Keep Sanity above the danger zone by buying Coffee before collapse, avoiding avoidable jumpscares, and slowing the lobby after mistakes instead of forcing another admit. Sanity is the run resource that turns bad decisions into a wipe. Coffee, clean Shutter calls, and short recovery pauses protect it better than rushing more patients.
Sanity is the resource that decides how much pressure the lobby can still take. I do not save Coffee until the meter is nearly gone; I use it before the next scare or enemy touch can end the run. Low Sanity also changes who should take risky jobs.
In actual runs, I keep the order short enough to remember while alarms and room prompts are going off: Check Sanity after scares or enemy contact. Use Coffee before collapse. Stop opening new patients during recovery. Resume when desk, rooms, and Sanity are stable. That order keeps the desk from drifting open while someone is still fixing a room or recovering Sanity. It also gives public lobbies a simple rhythm: one player says the job, one player handles it, and nobody adds a fresh patient until the current problem is under control.

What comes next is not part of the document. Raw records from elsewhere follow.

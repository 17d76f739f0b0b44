//! Product configuration schema.
//!
//! The document is JSON, read once at startup. Parsing goes through loose
//! `*Document` mirrors so that a missing texture or a strap declaring both a
//! fixed texture and the dynamic marker becomes a [`ConfigError`] naming the
//! offending entry rather than a generic serde message.

use crate::error::ConfigError;
use serde::Deserialize;
use smallvec::SmallVec;
use std::collections::HashSet;

/// Logical material slot on the product model.
#[derive(Clone, Copy, Debug, PartialEq, Eq, Hash)]
pub enum MaterialSlot {
    Primary,
    Secondary,
    Accent,
}

impl MaterialSlot {
    pub const ALL: [MaterialSlot; 3] = [
        MaterialSlot::Primary,
        MaterialSlot::Secondary,
        MaterialSlot::Accent,
    ];

    pub fn as_str(&self) -> &'static str {
        match self {
            MaterialSlot::Primary => "primary",
            MaterialSlot::Secondary => "secondary",
            MaterialSlot::Accent => "accent",
        }
    }
}

impl std::fmt::Display for MaterialSlot {
    fn fmt(&self, f: &mut std::fmt::Formatter<'_>) -> std::fmt::Result {
        f.write_str(self.as_str())
    }
}

/// Model-specific material names for each logical slot.
#[derive(Clone, Debug, PartialEq, Eq, Deserialize)]
pub struct MaterialBindings {
    pub primary: String,
    pub secondary: String,
    pub accent: String,
}

impl MaterialBindings {
    pub fn name(&self, slot: MaterialSlot) -> &str {
        match slot {
            MaterialSlot::Primary => &self.primary,
            MaterialSlot::Secondary => &self.secondary,
            MaterialSlot::Accent => &self.accent,
        }
    }
}

#[derive(Clone, Debug, PartialEq, Eq)]
pub struct ColorTextures {
    pub primary: String,
    pub accent: String,
    pub roughness: Option<String>,
}

impl ColorTextures {
    /// Texture URLs in load order.
    pub fn urls(&self) -> SmallVec<[&str; 3]> {
        let mut out: SmallVec<[&str; 3]> = SmallVec::new();
        out.push(&self.primary);
        out.push(&self.accent);
        if let Some(r) = &self.roughness {
            out.push(r);
        }
        out
    }
}

#[derive(Clone, Debug, PartialEq, Eq)]
pub struct Color {
    pub id: String,
    pub name: String,
    pub preview: String,
    pub textures: ColorTextures,
}

/// Where a strap's texture comes from.
#[derive(Clone, Debug, PartialEq, Eq)]
pub enum StrapTexture {
    Fixed(String),
    /// Follow the selected color's accent texture.
    Dynamic,
}

#[derive(Clone, Debug, PartialEq, Eq)]
pub struct Strap {
    pub id: String,
    pub name: String,
    pub preview: Option<String>,
    pub texture: StrapTexture,
}

impl Strap {
    #[inline]
    pub fn is_dynamic(&self) -> bool {
        matches!(self.texture, StrapTexture::Dynamic)
    }
}

#[derive(Clone, Debug, PartialEq, Eq, Deserialize)]
pub struct Environment {
    pub id: String,
    pub name: String,
    /// CSS gradient used for the option tile.
    pub gradient: String,
    /// Scene background handed to the viewer.
    pub background: String,
}

#[derive(Clone, Debug, PartialEq, Eq, Deserialize)]
pub struct Defaults {
    pub color: String,
    pub strap: String,
    pub environment: String,
}

/// Immutable, validated product configuration.
///
/// Build it with [`Configuration::from_json`] or
/// [`Configuration::from_document`]; a value assembled by hand must pass
/// [`Configuration::validate`] before a binder will accept it.
#[derive(Clone, Debug, PartialEq, Eq)]
pub struct Configuration {
    pub id: String,
    pub name: String,
    pub model_path: String,
    pub materials: MaterialBindings,
    pub colors: Vec<Color>,
    pub straps: Vec<Strap>,
    pub environments: Vec<Environment>,
    pub defaults: Defaults,
}

// ---------------- Document mirrors ----------------

#[derive(Clone, Debug, Deserialize)]
#[serde(rename_all = "camelCase")]
pub struct ConfigDocument {
    pub id: String,
    #[serde(default)]
    pub name: Option<String>,
    pub model_path: String,
    pub materials: MaterialBindings,
    #[serde(default)]
    pub colors: Vec<ColorDocument>,
    #[serde(default)]
    pub straps: Vec<StrapDocument>,
    #[serde(default)]
    pub environments: Vec<Environment>,
    pub defaults: Defaults,
}

#[derive(Clone, Debug, Deserialize)]
pub struct ColorDocument {
    pub id: String,
    pub name: String,
    #[serde(default)]
    pub preview: String,
    #[serde(default)]
    pub textures: TexturesDocument,
}

#[derive(Clone, Debug, Default, Deserialize)]
pub struct TexturesDocument {
    #[serde(default)]
    pub primary: Option<String>,
    #[serde(default)]
    pub accent: Option<String>,
    #[serde(default)]
    pub roughness: Option<String>,
}

#[derive(Clone, Debug, Deserialize)]
pub struct StrapDocument {
    pub id: String,
    pub name: String,
    #[serde(default)]
    pub preview: Option<String>,
    #[serde(default)]
    pub texture: Option<String>,
    #[serde(default)]
    pub dynamic: bool,
}

fn non_empty(value: Option<String>) -> Option<String> {
    value.filter(|s| !s.trim().is_empty())
}

impl Configuration {
    /// Parse and validate a JSON configuration document.
    pub fn from_json(text: &str) -> Result<Self, ConfigError> {
        let doc: ConfigDocument = serde_json::from_str(text)?;
        Self::from_document(doc)
    }

    pub fn from_document(doc: ConfigDocument) -> Result<Self, ConfigError> {
        let colors = doc
            .colors
            .into_iter()
            .map(|c| {
                let primary = non_empty(c.textures.primary).ok_or_else(|| {
                    ConfigError::MissingTexture {
                        color: c.id.clone(),
                        texture: "primary",
                    }
                })?;
                let accent = non_empty(c.textures.accent).ok_or_else(|| {
                    ConfigError::MissingTexture {
                        color: c.id.clone(),
                        texture: "accent",
                    }
                })?;
                Ok(Color {
                    id: c.id,
                    name: c.name,
                    preview: c.preview,
                    textures: ColorTextures {
                        primary,
                        accent,
                        roughness: non_empty(c.textures.roughness),
                    },
                })
            })
            .collect::<Result<Vec<_>, ConfigError>>()?;

        let straps = doc
            .straps
            .into_iter()
            .map(|s| {
                let texture = match (non_empty(s.texture), s.dynamic) {
                    (Some(path), false) => StrapTexture::Fixed(path),
                    (None, true) => StrapTexture::Dynamic,
                    _ => return Err(ConfigError::AmbiguousStrap(s.id)),
                };
                Ok(Strap {
                    id: s.id,
                    name: s.name,
                    preview: s.preview,
                    texture,
                })
            })
            .collect::<Result<Vec<_>, ConfigError>>()?;

        let config = Configuration {
            name: doc.name.unwrap_or_else(|| doc.id.clone()),
            id: doc.id,
            model_path: doc.model_path,
            materials: doc.materials,
            colors,
            straps,
            environments: doc.environments,
            defaults: doc.defaults,
        };
        config.validate()?;
        Ok(config)
    }

    /// Check the cross-entry invariants: non-empty axes, unique ids, a single
    /// dynamic strap, defaults that exist and non-empty material names.
    pub fn validate(&self) -> Result<(), ConfigError> {
        for slot in MaterialSlot::ALL {
            if self.materials.name(slot).trim().is_empty() {
                return Err(ConfigError::EmptyMaterialName(slot));
            }
        }
        if self.colors.is_empty() {
            return Err(ConfigError::Empty("colors"));
        }
        if self.straps.is_empty() {
            return Err(ConfigError::Empty("straps"));
        }
        if self.environments.is_empty() {
            return Err(ConfigError::Empty("environments"));
        }
        unique_ids("color", self.colors.iter().map(|c| c.id.as_str()))?;
        unique_ids("strap", self.straps.iter().map(|s| s.id.as_str()))?;
        unique_ids(
            "environment",
            self.environments.iter().map(|e| e.id.as_str()),
        )?;

        for c in &self.colors {
            if c.textures.primary.trim().is_empty() {
                return Err(ConfigError::MissingTexture {
                    color: c.id.clone(),
                    texture: "primary",
                });
            }
            if c.textures.accent.trim().is_empty() {
                return Err(ConfigError::MissingTexture {
                    color: c.id.clone(),
                    texture: "accent",
                });
            }
        }

        let mut dynamic = self.straps.iter().filter(|s| s.is_dynamic());
        match (dynamic.next(), dynamic.next()) {
            (None, _) => return Err(ConfigError::NoDynamicStrap),
            (Some(a), Some(b)) => {
                return Err(ConfigError::MultipleDynamicStraps(
                    a.id.clone(),
                    b.id.clone(),
                ))
            }
            _ => {}
        }

        if self.color(&self.defaults.color).is_none() {
            return Err(ConfigError::UnknownDefault {
                axis: "color",
                id: self.defaults.color.clone(),
            });
        }
        if self.strap(&self.defaults.strap).is_none() {
            return Err(ConfigError::UnknownDefault {
                axis: "strap",
                id: self.defaults.strap.clone(),
            });
        }
        if self.environment(&self.defaults.environment).is_none() {
            return Err(ConfigError::UnknownDefault {
                axis: "environment",
                id: self.defaults.environment.clone(),
            });
        }
        Ok(())
    }

    pub fn color(&self, id: &str) -> Option<&Color> {
        self.colors.iter().find(|c| c.id == id)
    }

    pub fn strap(&self, id: &str) -> Option<&Strap> {
        self.straps.iter().find(|s| s.id == id)
    }

    pub fn environment(&self, id: &str) -> Option<&Environment> {
        self.environments.iter().find(|e| e.id == id)
    }

    /// The strap whose texture follows the selected color.
    pub fn dynamic_strap(&self) -> Option<&Strap> {
        self.straps.iter().find(|s| s.is_dynamic())
    }

    /// Every asset path the document references, model first.
    pub fn asset_paths(&self) -> Vec<&str> {
        let mut out = vec![self.model_path.as_str()];
        for c in &self.colors {
            if !c.preview.is_empty() {
                out.push(&c.preview);
            }
            out.extend(c.textures.urls());
        }
        for s in &self.straps {
            if let Some(p) = &s.preview {
                out.push(p);
            }
            if let StrapTexture::Fixed(p) = &s.texture {
                out.push(p);
            }
        }
        let mut seen = HashSet::new();
        out.retain(|p| seen.insert(*p));
        out
    }
}

fn unique_ids<'a>(
    axis: &'static str,
    ids: impl Iterator<Item = &'a str>,
) -> Result<(), ConfigError> {
    let mut seen = HashSet::new();
    for id in ids {
        if !seen.insert(id) {
            return Err(ConfigError::DuplicateId {
                axis,
                id: id.to_string(),
            });
        }
    }
    Ok(())
}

The bad habit is pushing another patient after a jumpscare, wrong admit, or enemy hit. Take a short reset, drink Coffee if needed, and reopen only when the desk and rooms are under control.
The habits that save the run are small but noticeable. Call low Sanity before entering Room 8. Do not let a teammate with low Sanity handle the riskiest task alone. Stop new admits until someone owns the current decision. Animal Hospital becomes harder when the desk opens a patient while another threat is still unresolved. Most failures come from stacking problems: a rushed Shutter open, an unfinished treatment room, and a Sanity drop happening at the same time. When another player already has the problem covered, the best help is often boring: hold the Shutter, watch the next patient, or finish the room that got interrupted. Crowding the same spot usually hides the next mistake instead of fixing the current one.

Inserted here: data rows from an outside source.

use configurator_core::ViewerError;
use wasm_bindgen::closure::Closure;
use wasm_bindgen::{JsCast, JsValue};
use wasm_bindgen_futures::JsFuture;
use web_sys as web;

/// Render a `JsValue` error for logs and error details.
pub fn js_error(e: &JsValue) -> String {
    e.as_string()
        .or_else(|| {
            e.dyn_ref::<js_sys::Error>()
                .map(|err| String::from(err.message()))
        })
        .unwrap_or_else(|| format!("{e:?}"))
}

/// GET `path` as text. Transport and HTTP failures are network errors.
pub async fn fetch_text(path: &str) -> Result<String, ViewerError> {
    let fail = |reason: String| ViewerError::Network {
        url: path.to_string(),
        reason,
    };
    let window = web::window().ok_or_else(|| fail("no window".into()))?;
    let resp = JsFuture::from(window.fetch_with_str(path))
        .await
        .map_err(|e| fail(js_error(&e)))?;
    let resp: web::Response = resp
        .dyn_into()
        .map_err(|_| fail("not a Response".into()))?;
    if !resp.ok() {
        return Err(fail(format!("HTTP {}", resp.status())));
    }
    let text = resp.text().map_err(|e| fail(js_error(&e)))?;
    let text = JsFuture::from(text)
        .await
        .map_err(|e| fail(js_error(&e)))?;
    text.as_string()
        .ok_or_else(|| fail("body is not text".into()))
}

#[inline]
pub fn set_class(el: &web::Element, class: &str, on: bool) {
    let list = el.class_list();
    let _ = if on { list.add_1(class) } else { list.remove_1(class) };
}

pub fn show(el: &web::Element, visible: bool) {
    if visible {
        let _ = el.remove_attribute("hidden");
    } else {
        let _ = el.set_attribute("hidden", "");
    }
}

type Handler = Closure<dyn FnMut(web::Event)>;

/// DOM listeners added by the app, kept so they can be removed again.
#[derive(Default)]
pub struct Listeners {
    entries: Vec<(web::EventTarget, &'static str, Handler)>,
}

impl Listeners {
    pub fn new() -> Self {
        Self::default()
    }

    pub fn listen(
        &mut self,
        target: &web::EventTarget,
        event: &'static str,
        handler: impl FnMut(web::Event) + 'static,
    ) {
        let closure = Closure::wrap(Box::new(handler) as Box<dyn FnMut(web::Event)>);
        if target
            .add_event_listener_with_callback(event, closure.as_ref().unchecked_ref())
            .is_ok()
        {
            self.entries.push((target.clone(), event, closure));
        }
    }

    /// Click handler on `#id`; silently skipped when the element is absent.
    pub fn on_click(
        &mut self,
        document: &web::Document,
        element_id: &str,
        mut handler: impl FnMut() + 'static,
    ) {
        if let Some(el) = document.get_element_by_id(element_id) {
            self.listen(&el, "click", move |_| handler());
        }
    }

    pub fn clear(&mut self) {
        for (target, event, closure) in self.entries.drain(..) {
            let _ = target
                .remove_event_listener_with_callback(event, closure.as_ref().unchecked_ref());
        }
    }
}

impl Drop for Listeners {
    fn drop(&mut self) {
        self.clear();
    }
}
//! `<model-viewer>` adapter.
//!
//! The element's scene-graph API is reached through `js_sys::Reflect`:
//! `model.getMaterialByName`, `createTexture`, and the material's
//! `pbrMetallicRoughness` texture slots.

use crate::dom::js_error;
use crate::timers;
use configurator_core::{MaterialHandle, ModelViewer, ViewerError};
use js_sys::{Function, Promise, Reflect};
use wasm_bindgen::{JsCast, JsValue};
use wasm_bindgen_futures::JsFuture;
use web_sys as web;

#[derive(Clone)]
pub struct WebTexture(JsValue);

pub struct WebMaterial {
    name: String,
    inner: JsValue,
}

#[derive(Clone)]
pub struct ModelViewerElement {
    el: web::HtmlElement,
}

fn get(target: &JsValue, key: &str) -> Result<JsValue, JsValue> {
    Reflect::get(target, &JsValue::from_str(key))
}

fn method(target: &JsValue, name: &str) -> Result<Function, JsValue> {
    get(target, name)?
        .dyn_into::<Function>()
        .map_err(|_| JsValue::from_str(&format!("`{name}` is not a function")))
}

fn present(v: &JsValue) -> bool {
    !(v.is_undefined() || v.is_null())
}

impl ModelViewerElement {
    pub fn new(el: web::HtmlElement) -> Self {
        Self { el }
    }

    pub fn element(&self) -> &web::HtmlElement {
        &self.el
    }

    pub fn src(&self) -> Option<String> {
        self.el.get_attribute("src")
    }

    pub fn set_src(&self, src: &str) {
        let _ = self.el.set_attribute("src", src);
    }

    /// Resolve once the element fires `load`; `error` or the timeout fail.
    /// Both listeners are removed again however the race settles.
    pub async fn wait_for_load(&self, timeout_ms: u32) -> Result<(), ViewerError> {
        let el = self.el.clone();
        let mut handlers: Option<(Function, Function)> = None;
        let loaded = Promise::new(&mut |resolve, reject| {
            let _ = el.add_event_listener_with_callback("load", &resolve);
            let _ = el.add_event_listener_with_callback("error", &reject);
            handlers = Some((resolve, reject));
        });
        let race = Promise::race(&js_sys::Array::of2(
            &loaded,
            &timers::timeout_promise(timeout_ms),
        ));
        let settled = JsFuture::from(race).await;
        if let Some((resolve, reject)) = handlers {
            let _ = el.remove_event_listener_with_callback("load", &resolve);
            let _ = el.remove_event_listener_with_callback("error", &reject);
        }
        match settled {
            Ok(_) => Ok(()),
            Err(reason) if timers::is_timeout(&reason) => Err(ViewerError::Timeout(timeout_ms)),
            Err(reason) => Err(ViewerError::Network {
                url: self.src().unwrap_or_default(),
                reason: js_error(&reason),
            }),
        }
    }

    /// `toDataURL(type)` of the current frame.
    pub fn to_data_url(&self, mime: &str) -> Result<String, ViewerError> {
        let target: &JsValue = self.el.as_ref();
        let f = method(target, "toDataURL").map_err(|e| ViewerError::Render(js_error(&e)))?;
        f.call1(target, &JsValue::from_str(mime))
            .map_err(|e| ViewerError::Render(js_error(&e)))?
            .as_string()
            .ok_or_else(|| ViewerError::Render("toDataURL returned no data".into()))
    }

    pub async fn activate_ar(&self) -> Result<(), ViewerError> {
        let target: &JsValue = self.el.as_ref();
        let f = method(target, "activateAR").map_err(|e| ViewerError::Unsupported(js_error(&e)))?;
        let ret = f
            .call0(target)
            .map_err(|e| ViewerError::Unsupported(js_error(&e)))?;
        if let Ok(p) = ret.dyn_into::<Promise>() {
            JsFuture::from(p)
                .await
                .map_err(|e| ViewerError::Unsupported(js_error(&e)))?;
        }
        Ok(())
    }
}

impl MaterialHandle for WebMaterial {
    type Texture = WebTexture;

    fn set_base_color_texture(&self, texture: &WebTexture) -> Result<(), ViewerError> {
        self.set_slot("baseColorTexture", texture)
    }

    fn set_roughness_texture(&self, texture: &WebTexture) -> Result<(), ViewerError> {
        self.set_slot("metallicRoughnessTexture", texture)
    }
}

impl WebMaterial {
    fn set_slot(&self, slot: &str, texture: &WebTexture) -> Result<(), ViewerError> {
        let render = |e: JsValue| {
            ViewerError::Render(format!("{}.{}: {}", self.name, slot, js_error(&e)))
        };
        let pbr = get(&self.inner, "pbrMetallicRoughness").map_err(render)?;
        let info = get(&pbr, slot).map_err(render)?;
        let set = method(&info, "setTexture").map_err(render)?;
        set.call1(&info, &texture.0).map_err(render)?;
        Ok(())
    }
}

impl ModelViewer for ModelViewerElement {
    type Texture = WebTexture;
    type Material = WebMaterial;

    fn material_by_name(&self, name: &str) -> Option<WebMaterial> {
        let model = get(self.el.as_ref(), "model").ok().filter(present)?;
        let lookup = method(&model, "getMaterialByName").ok()?;
        let inner = lookup
            .call1(&model, &JsValue::from_str(name))
            .ok()
            .filter(present)?;
        Some(WebMaterial {
            name: name.to_string(),
            inner,
        })
    }

    async fn create_texture(&self, url: &str) -> Result<WebTexture, ViewerError> {
        let network = |e: JsValue| ViewerError::Network {
            url: url.to_string(),
            reason: js_error(&e),
        };
        let target: &JsValue = self.el.as_ref();
        let create = method(target, "createTexture").map_err(network)?;
        let pending = create
            .call1(target, &JsValue::from_str(url))
            .map_err(network)?
            .dyn_into::<Promise>()
            .map_err(network)?;
        let texture = JsFuture::from(pending).await.map_err(network)?;
        log::debug!("[viewer] texture ready: {}", url);
        Ok(WebTexture(texture))
    }

    fn set_auto_rotate(&self, enabled: bool) {
        let _ = if enabled {
            self.el.set_attribute("auto-rotate", "")
        } else {
            self.el.remove_attribute("auto-rotate")
        };
    }

    fn set_background(&self, background: &str) {
        let _ = self.el.style().set_property("background", background);
    }
}
//! In-memory [`ModelViewer`] that records what the binder does to it.
//!
//! Used by the native checker's dry run and by tests. Loads and material
//! writes can be made to fail per URL or per material name, and loads can be
//! held back for a number of polls so overlapping calls interleave.

use crate::error::ViewerError;
use crate::viewer::{MaterialHandle, ModelViewer};
use fnv::{FnvHashMap, FnvHashSet};
use std::cell::{Cell, RefCell};
use std::future::Future;
use std::pin::Pin;
use std::rc::Rc;
use std::task::{Context, Poll};

/// Texture handle; `id` is unique per load, so two handles compare equal
/// only when they come from the same load.
#[derive(Clone, Debug, PartialEq, Eq)]
pub struct RecordedTexture {
    pub id: u64,
    pub url: String,
}

#[derive(Clone, Debug, PartialEq, Eq)]
pub enum Applied {
    BaseColor { material: String, url: String },
    Roughness { material: String, url: String },
    AutoRotate(bool),
    Background(String),
}

#[derive(Default)]
struct Recorder {
    materials: Vec<String>,
    loads: RefCell<Vec<String>>,
    applied: RefCell<Vec<Applied>>,
    failing_urls: RefCell<FnvHashSet<String>>,
    failing_materials: RefCell<FnvHashSet<String>>,
    delays: RefCell<FnvHashMap<String, usize>>,
    next_id: Cell<u64>,
}

#[derive(Clone)]
pub struct RecordingViewer {
    rec: Rc<Recorder>,
}

pub struct RecordedMaterial {
    name: String,
    rec: Rc<Recorder>,
}

impl RecordingViewer {
    /// A viewer whose model exposes the given material names.
    pub fn new<S: Into<String>>(materials: impl IntoIterator<Item = S>) -> Self {
        Self {
            rec: Rc::new(Recorder {
                materials: materials.into_iter().map(Into::into).collect(),
                ..Recorder::default()
            }),
        }
    }

    /// Make every future load of `url` fail with a network error.
    pub fn fail_url(&self, url: &str) {
        self.rec.failing_urls.borrow_mut().insert(url.to_string());
    }

    /// Make every future texture write to `material` fail.
    pub fn fail_material(&self, material: &str) {
        self.rec
            .failing_materials
            .borrow_mut()
            .insert(material.to_string());
    }

    /// Hold every future load of `url` back for `polls` polls before it
    /// resolves or fails.
    pub fn delay_url(&self, url: &str, polls: usize) {
        self.rec.delays.borrow_mut().insert(url.to_string(), polls);
    }

    pub fn heal(&self) {
        self.rec.failing_urls.borrow_mut().clear();
        self.rec.failing_materials.borrow_mut().clear();
    }

    /// URLs passed to `create_texture`, in call order.
    pub fn loads(&self) -> Vec<String> {
        self.rec.loads.borrow().clone()
    }

    pub fn load_count(&self, url: &str) -> usize {
        self.rec.loads.borrow().iter().filter(|u| *u == url).count()
    }

    pub fn applied(&self) -> Vec<Applied> {
        self.rec.applied.borrow().clone()
    }

    pub fn clear_applied(&self) {
        self.rec.applied.borrow_mut().clear();
    }

    /// Last base-color texture URL written to `material`.
    pub fn base_color_of(&self, material: &str) -> Option<String> {
        self.rec.applied.borrow().iter().rev().find_map(|a| match a {
            Applied::BaseColor { material: m, url } if m == material => Some(url.clone()),
            _ => None,
        })
    }
}

impl RecordedMaterial {
    fn write(&self, entry: Applied) -> Result<(), ViewerError> {
        if self.rec.failing_materials.borrow().contains(&self.name) {
            return Err(ViewerError::Render(format!(
                "cannot bind texture to `{}`",
                self.name
            )));
        }
        self.rec.applied.borrow_mut().push(entry);
        Ok(())
    }
}

impl MaterialHandle for RecordedMaterial {
    type Texture = RecordedTexture;

    fn set_base_color_texture(&self, texture: &RecordedTexture) -> Result<(), ViewerError> {
        self.write(Applied::BaseColor {
            material: self.name.clone(),
            url: texture.url.clone(),
        })
    }

    fn set_roughness_texture(&self, texture: &RecordedTexture) -> Result<(), ViewerError> {
        self.write(Applied::Roughness {
            material: self.name.clone(),
            url: texture.url.clone(),
        })
    }
}

impl ModelViewer for RecordingViewer {
    type Texture = RecordedTexture;
    type Material = RecordedMaterial;

    fn material_by_name(&self, name: &str) -> Option<RecordedMaterial> {
        self.rec
            .materials
            .iter()
            .any(|m| m == name)
            .then(|| RecordedMaterial {
                name: name.to_string(),
                rec: self.rec.clone(),
            })
    }

    async fn create_texture(&self, url: &str) -> Result<RecordedTexture, ViewerError> {
        self.rec.loads.borrow_mut().push(url.to_string());
        let polls = self.rec.delays.borrow().get(url).copied().unwrap_or(0);
        for _ in 0..polls {
            YieldNow(false).await;
        }
        if self.rec.failing_urls.borrow().contains(url) {
            return Err(ViewerError::Network {
                url: url.to_string(),
                reason: "simulated failure".into(),
            });
        }
        let id = self.rec.next_id.get() + 1;
        self.rec.next_id.set(id);
        Ok(RecordedTexture {
            id,
            url: url.to_string(),
        })
    }

    fn set_auto_rotate(&self, enabled: bool) {
        self.rec.applied.borrow_mut().push(Applied::AutoRotate(enabled));
    }

    fn set_background(&self, background: &str) {
        self.rec
            .applied
            .borrow_mut()
            .push(Applied::Background(background.to_string()));
    }
}

/// Pending once, waking itself, then ready.
struct YieldNow(bool);

impl Future for YieldNow {
    type Output = ();

    fn poll(mut self: Pin<&mut Self>, cx: &mut Context<'_>) -> Poll<()> {
        if self.0 {
            return Poll::Ready(());
        }
        self.0 = true;
        cx.waker().wake_by_ref();
        Poll::Pending
    }
}

/// Poll `a` then `b` on every wake until both finish. Lets a single-threaded
/// executor interleave two binder calls the way overlapping UI clicks do.
pub async fn join<A: Future, B: Future>(a: A, b: B) -> (A::Output, B::Output) {
    let mut a = Box::pin(a);
    let mut b = Box::pin(b);
    let mut out_a = None;
    let mut out_b = None;
    std::future::poll_fn(move |cx| {
        if out_a.is_none() {
            if let Poll::Ready(v) = a.as_mut().poll(cx) {
                out_a = Some(v);
            }
        }
        if out_b.is_none() {
            if let Poll::Ready(v) = b.as_mut().poll(cx) {
                out_b = Some(v);
            }
        }
        match (out_a.take(), out_b.take()) {
            (Some(x), Some(y)) => Poll::Ready((x, y)),
            (x, y) => {
                out_a = x;
                out_b = y;
                Poll::Pending
            }
        }
    })
    .await
}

For quick lobby decisions, the answers stay simple. Should everyone respond at once? No. Send one responder when possible and keep the Shutter covered. What should solo players do first? Secure the Shutter, solve the active problem, then return to treatment or recovery. If the lobby feels messy, name the active problem out loud: unchecked patient, unfinished treatment, low Sanity, enemy, fire, ambulance, or ritual. Once the group knows which one is active, the next move is much easier to choose.
After the danger clears, I like taking one short reset before speeding up again. Check Sanity, check the room that got interrupted, and check whether the next animal outside has been fully screened. That tiny pause feels slow, but it stops one mistake from turning into three.